My dad is not my dad anymore. His short term memory is gone and a lot of other changes are happening too that scare me to high heaven. Currently my mother, bless her soul, is his caretaker. He was diagnosed with dementia almost 2 years ago and since that time I've seen him change and go down hill. When he was first diagnosed he was so paranoid that all of us (my sister and I, mom, and his brothers and sisters) were out to get him. He even threatened to harm mom. When that happened we knew something was not quite right. Tell tale signs we also saw in him was his driving abilities. He would stop in the middle of a street - for no apparent reason. Or he would change lanes without regard to who might be in the other lane. Then he would deny that he did that at all. He lost things constantly. Repeated himself. Now he can't even balance a check book, find anything at all. Hides everything then denies that he had anything to do with anything you ask him about.

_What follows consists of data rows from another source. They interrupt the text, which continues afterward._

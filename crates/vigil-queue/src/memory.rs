use std::collections::{HashMap, VecDeque};
use std::sync::Mutex;
use std::time::Duration;

use async_trait::async_trait;
use chrono::{DateTime, Utc};
use tokio::sync::{broadcast, Notify};
use tracing::debug;
use vigil_domain::Task;

use crate::bus::{EventBus, EventEnvelope};
use crate::error::QueueError;
use crate::task_queue::{TaskDelivery, TaskPayload, TaskQueue};

const DEFAULT_MAX_DELIVERIES: u32 = 3;
const DEFAULT_DEAD_LETTER_TTL: Duration = Duration::from_secs(24 * 60 * 60);
const DEFAULT_BUS_CAPACITY: usize = 1024;

#[derive(Debug)]
struct DeadLetter {
    payload: TaskPayload,
    expires_at: DateTime<Utc>,
}

#[derive(Debug, Default)]
struct QueueInner {
    pending: VecDeque<(TaskPayload, u32)>,
    in_flight: HashMap<u64, (TaskPayload, u32)>,
    dead: Vec<DeadLetter>,
    next_tag: u64,
    closed: bool,
}

/// In-memory implementation of [`TaskQueue`].
///
/// Deliveries live until settled; a nack with requeue pushes the payload back
/// with an incremented attempt counter, and attempts past the cap are moved
/// to the dead-letter buffer where they expire after a TTL.
#[derive(Debug)]
pub struct InMemoryTaskQueue {
    inner: Mutex<QueueInner>,
    notify: Notify,
    max_deliveries: u32,
    dead_letter_ttl: Duration,
}

impl Default for InMemoryTaskQueue {
    fn default() -> Self {
        Self::new()
    }
}

impl InMemoryTaskQueue {
    pub fn new() -> Self {
        Self::with_limits(DEFAULT_MAX_DELIVERIES, DEFAULT_DEAD_LETTER_TTL)
    }

    pub fn with_limits(max_deliveries: u32, dead_letter_ttl: Duration) -> Self {
        InMemoryTaskQueue {
            inner: Mutex::new(QueueInner::default()),
            notify: Notify::new(),
            max_deliveries,
            dead_letter_ttl,
        }
    }

    /// Stop accepting publishes. Pending deliveries drain; `next` then
    /// returns `None`.
    pub fn close(&self) {
        let mut guard = self.inner.lock().expect("queue mutex poisoned");
        guard.closed = true;
        drop(guard);
        self.notify.notify_waiters();
    }

    /// Unexpired dead letters, pruning expired entries on the way.
    pub fn dead_letters(&self) -> Vec<TaskPayload> {
        let now = Utc::now();
        let mut guard = self.inner.lock().expect("queue mutex poisoned");
        guard.dead.retain(|d| d.expires_at > now);
        guard.dead.iter().map(|d| d.payload.clone()).collect()
    }

    pub fn depth(&self) -> usize {
        let guard = self.inner.lock().expect("queue mutex poisoned");
        guard.pending.len()
    }
}

#[async_trait]
impl TaskQueue for InMemoryTaskQueue {
    async fn publish(&self, task: &Task) -> Result<(), QueueError> {
        let mut guard = self.inner.lock().expect("queue mutex poisoned");
        if guard.closed {
            return Err(QueueError::Closed);
        }
        guard.pending.push_back((TaskPayload::from(task), 1));
        drop(guard);
        self.notify.notify_one();
        Ok(())
    }

    async fn next(&self) -> Result<Option<TaskDelivery>, QueueError> {
        loop {
            let notified = self.notify.notified();
            {
                let mut guard = self.inner.lock().expect("queue mutex poisoned");
                if let Some((payload, attempt)) = guard.pending.pop_front() {
                    guard.next_tag += 1;
                    let tag = guard.next_tag;
                    guard.in_flight.insert(tag, (payload.clone(), attempt));
                    return Ok(Some(TaskDelivery { tag, payload, attempt }));
                }
                if guard.closed {
                    return Ok(None);
                }
            }
            notified.await;
        }
    }

    async fn ack(&self, tag: u64) -> Result<(), QueueError> {
        let mut guard = self.inner.lock().expect("queue mutex poisoned");
        guard
            .in_flight
            .remove(&tag)
            .map(|_| ())
            .ok_or(QueueError::UnknownTag(tag))
    }

    async fn nack(&self, tag: u64, requeue: bool) -> Result<(), QueueError> {
        let mut guard = self.inner.lock().expect("queue mutex poisoned");
        let (payload, attempt) = guard
            .in_flight
            .remove(&tag)
            .ok_or(QueueError::UnknownTag(tag))?;

        if requeue && attempt < self.max_deliveries {
            guard.pending.push_back((payload, attempt + 1));
            drop(guard);
            self.notify.notify_one();
        } else {
            let reason = if requeue { "redelivery cap exceeded" } else { "rejected" };
            debug!(task_id = %payload.id, attempt, reason, "dead-lettering task delivery");
            let expires_at = Utc::now()
                + chrono::Duration::from_std(self.dead_letter_ttl)
                    .unwrap_or_else(|_| chrono::Duration::hours(24));
            guard.dead.push(DeadLetter { payload, expires_at });
        }
        Ok(())
    }
}

/// In-memory implementation of [`EventBus`] on a broadcast channel.
///
/// Publishing with no subscribers succeeds; the bus is a notification
/// channel, not the source of truth.
#[derive(Clone)]
pub struct InMemoryEventBus {
    sender: broadcast::Sender<EventEnvelope>,
}

impl Default for InMemoryEventBus {
    fn default() -> Self {
        Self::new()
    }
}

impl InMemoryEventBus {
    pub fn new() -> Self {
        Self::with_capacity(DEFAULT_BUS_CAPACITY)
    }

    pub fn with_capacity(capacity: usize) -> Self {
        let (sender, _) = broadcast::channel(capacity);
        InMemoryEventBus { sender }
    }

    pub fn subscribe(&self) -> broadcast::Receiver<EventEnvelope> {
        self.sender.subscribe()
    }

    pub fn subscriber_count(&self) -> usize {
        self.sender.receiver_count()
    }
}

impl std::fmt::Debug for InMemoryEventBus {
    fn fmt(&self, f: &mut std::fmt::Formatter<'_>) -> std::fmt::Result {
        f.debug_struct("InMemoryEventBus")
            .field("subscriber_count", &self.subscriber_count())
            .finish()
    }
}

#[async_trait]
impl EventBus for InMemoryEventBus {
    async fn publish(&self, envelope: &EventEnvelope) -> Result<(), QueueError> {
        // send only fails when there is no receiver, which is fine here.
        let _ = self.sender.send(envelope.clone());
        Ok(())
    }
}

The kick he is on now is this van we are trying to sell. Since he shouldn't be driving my sister, mom and I thought it would be best to have just one car for them both. The van is his and always was. Dementia is so complicated and it's wearing me out just trying to explain it. Anyways, it's been moved to a friends house who lives along a busy highway in hopes more people will see it and maybe we will get a good response. He has it in his head that it needs an oil change.... so last night I took Dad to go see where the van was - he thought it was at a service place getting something done to it. I explained to him how we have been trying to sell it for him so he doesn't have to keep making payments on it. Well, he seemed ok once he got to see with his own eyes that his van was still around. And he was telling me there would be no reason to get the oil changed right now since he was not driving it. I was so happy that he finally was going to let it go. WAS I WRONG! Poor mother called me at work this morning telling me he was throwing a fit about the van and that I never took him to see it and I was trying to hide it from him and on and on and cussing her upside down and out. Gosh I felt helpless at that moment. I asked my sister if she would please go and check on them so she did. Well, she ended up arguing with dad about me not hiding the van and that we are not lying to him about anything. I guess at one point she just screamed at him, "DAD, JUST SHUT UP... PLEASE JUST SHUP UP!!" He would not let her get a word in edgewise. I really felt bad once she told me that. But see this is what happens in the life of a family who has been struck with this awful condition. You love your parents no matter what. He can say some pretty mean things to me or my sister and to my mom. But you know it's not him. Not really. But it still hurts just the same! Poor sis felt bad all day that she has said that to dad. I can only imagine what mom really goes through. We told mom the day we feel she is in harms way with dad is the day we will put him in a nursing home. She does not deserve to live out her remaining days on this great earth to be punished by dad everyday and every night. I just ask God to take him before he takes her. That is awful to say I KNOW THIS... I love my dad but I do not like the man who NO LONGER lives inside of him.

Please Lord, be with me when I feel so lost and afraid for my dad. I know the dad I grew up loving is in there somewhere. Keep him safe from himself. Keep mom a loving caretaker that she still is. She needs your strength and she needs wisdom to find ways to keep dad in check. And most of all give us a sense of humor through the stages of my dad's disease. In my Savior's most loving name, Jesus, Amen.